(PROMPT) If a line in the records below contains the word "const", return that line.

# # # # # # #

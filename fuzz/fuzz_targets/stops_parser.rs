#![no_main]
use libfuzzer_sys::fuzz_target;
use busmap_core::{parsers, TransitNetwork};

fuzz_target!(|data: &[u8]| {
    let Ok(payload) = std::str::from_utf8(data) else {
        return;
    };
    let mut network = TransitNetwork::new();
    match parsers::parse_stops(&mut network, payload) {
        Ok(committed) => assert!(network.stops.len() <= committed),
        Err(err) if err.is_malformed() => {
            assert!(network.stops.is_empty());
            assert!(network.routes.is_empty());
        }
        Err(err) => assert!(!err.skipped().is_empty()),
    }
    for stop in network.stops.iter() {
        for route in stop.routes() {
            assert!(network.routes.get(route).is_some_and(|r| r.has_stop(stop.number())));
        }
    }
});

# # # # # # #

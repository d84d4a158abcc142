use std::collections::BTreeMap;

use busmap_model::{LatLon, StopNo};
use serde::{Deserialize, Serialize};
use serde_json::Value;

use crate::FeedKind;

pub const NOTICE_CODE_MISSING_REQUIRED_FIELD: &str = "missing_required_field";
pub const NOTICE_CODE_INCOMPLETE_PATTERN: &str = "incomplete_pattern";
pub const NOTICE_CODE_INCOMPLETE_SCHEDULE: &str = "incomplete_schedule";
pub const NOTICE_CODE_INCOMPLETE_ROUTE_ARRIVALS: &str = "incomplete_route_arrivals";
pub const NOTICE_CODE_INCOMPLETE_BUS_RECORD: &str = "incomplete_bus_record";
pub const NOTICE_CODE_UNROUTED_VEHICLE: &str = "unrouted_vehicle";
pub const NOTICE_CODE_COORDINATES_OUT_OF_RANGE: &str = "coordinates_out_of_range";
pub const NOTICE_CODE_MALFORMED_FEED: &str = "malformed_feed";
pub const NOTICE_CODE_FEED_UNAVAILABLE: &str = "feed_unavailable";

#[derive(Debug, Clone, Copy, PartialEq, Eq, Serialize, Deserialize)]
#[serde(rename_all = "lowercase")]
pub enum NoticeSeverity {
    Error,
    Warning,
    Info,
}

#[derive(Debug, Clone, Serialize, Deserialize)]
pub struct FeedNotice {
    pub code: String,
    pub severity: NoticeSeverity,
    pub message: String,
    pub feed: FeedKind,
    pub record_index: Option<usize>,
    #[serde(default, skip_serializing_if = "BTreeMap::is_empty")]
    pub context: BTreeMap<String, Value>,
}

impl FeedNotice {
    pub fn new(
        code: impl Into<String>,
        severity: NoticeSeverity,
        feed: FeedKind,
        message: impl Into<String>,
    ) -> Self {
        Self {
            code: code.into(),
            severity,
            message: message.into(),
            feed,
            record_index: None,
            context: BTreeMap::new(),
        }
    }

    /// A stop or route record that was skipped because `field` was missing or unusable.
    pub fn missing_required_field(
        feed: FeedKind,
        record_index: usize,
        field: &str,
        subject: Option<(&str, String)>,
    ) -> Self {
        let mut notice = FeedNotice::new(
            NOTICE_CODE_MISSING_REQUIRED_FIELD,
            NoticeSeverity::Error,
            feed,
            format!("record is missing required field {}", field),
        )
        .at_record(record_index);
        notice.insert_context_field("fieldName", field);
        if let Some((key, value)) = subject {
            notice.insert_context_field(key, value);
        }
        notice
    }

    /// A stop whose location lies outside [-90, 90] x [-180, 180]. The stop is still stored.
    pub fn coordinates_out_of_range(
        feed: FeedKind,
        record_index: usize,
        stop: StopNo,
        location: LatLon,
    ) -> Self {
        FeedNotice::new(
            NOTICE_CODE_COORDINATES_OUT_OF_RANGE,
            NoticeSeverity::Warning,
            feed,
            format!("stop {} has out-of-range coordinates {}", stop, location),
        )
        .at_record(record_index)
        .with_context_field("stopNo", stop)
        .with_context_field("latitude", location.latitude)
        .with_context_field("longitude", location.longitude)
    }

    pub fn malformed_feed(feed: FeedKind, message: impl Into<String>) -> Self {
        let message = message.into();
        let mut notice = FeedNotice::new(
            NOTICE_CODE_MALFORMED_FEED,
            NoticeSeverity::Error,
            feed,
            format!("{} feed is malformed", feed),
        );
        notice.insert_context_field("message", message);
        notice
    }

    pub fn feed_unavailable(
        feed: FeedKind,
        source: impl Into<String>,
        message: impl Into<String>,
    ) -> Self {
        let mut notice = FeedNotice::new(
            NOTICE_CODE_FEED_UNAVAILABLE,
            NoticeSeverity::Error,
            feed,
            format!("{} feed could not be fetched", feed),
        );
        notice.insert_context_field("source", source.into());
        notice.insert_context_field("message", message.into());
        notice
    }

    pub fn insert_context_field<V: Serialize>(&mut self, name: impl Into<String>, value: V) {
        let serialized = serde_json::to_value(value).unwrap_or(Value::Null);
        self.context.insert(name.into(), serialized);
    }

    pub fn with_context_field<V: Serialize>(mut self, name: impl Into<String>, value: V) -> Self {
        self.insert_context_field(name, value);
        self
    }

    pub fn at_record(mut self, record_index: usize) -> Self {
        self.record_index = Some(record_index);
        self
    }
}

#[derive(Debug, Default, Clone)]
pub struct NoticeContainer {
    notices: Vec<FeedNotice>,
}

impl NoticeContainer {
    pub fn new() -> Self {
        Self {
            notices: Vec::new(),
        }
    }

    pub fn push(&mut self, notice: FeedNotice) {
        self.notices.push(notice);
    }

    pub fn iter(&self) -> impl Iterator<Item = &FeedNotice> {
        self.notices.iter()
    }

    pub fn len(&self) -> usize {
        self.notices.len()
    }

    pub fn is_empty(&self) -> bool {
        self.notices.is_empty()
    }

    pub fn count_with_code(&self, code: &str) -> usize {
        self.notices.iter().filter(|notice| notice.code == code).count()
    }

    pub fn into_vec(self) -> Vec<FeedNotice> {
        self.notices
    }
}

# # # # # # #

(WRITTEN ANSWER)
pub const NOTICE_CODE_MISSING_REQUIRED_FIELD: &str = "missing_required_field";
pub const NOTICE_CODE_INCOMPLETE_PATTERN: &str = "incomplete_pattern";
pub const NOTICE_CODE_INCOMPLETE_SCHEDULE: &str = "incomplete_schedule";
pub const NOTICE_CODE_INCOMPLETE_ROUTE_ARRIVALS: &str = "incomplete_route_arrivals";
pub const NOTICE_CODE_INCOMPLETE_BUS_RECORD: &str = "incomplete_bus_record";
pub const NOTICE_CODE_UNROUTED_VEHICLE: &str = "unrouted_vehicle";
pub const NOTICE_CODE_COORDINATES_OUT_OF_RANGE: &str = "coordinates_out_of_range";
pub const NOTICE_CODE_MALFORMED_FEED: &str = "malformed_feed";
pub const NOTICE_CODE_FEED_UNAVAILABLE: &str = "feed_unavailable";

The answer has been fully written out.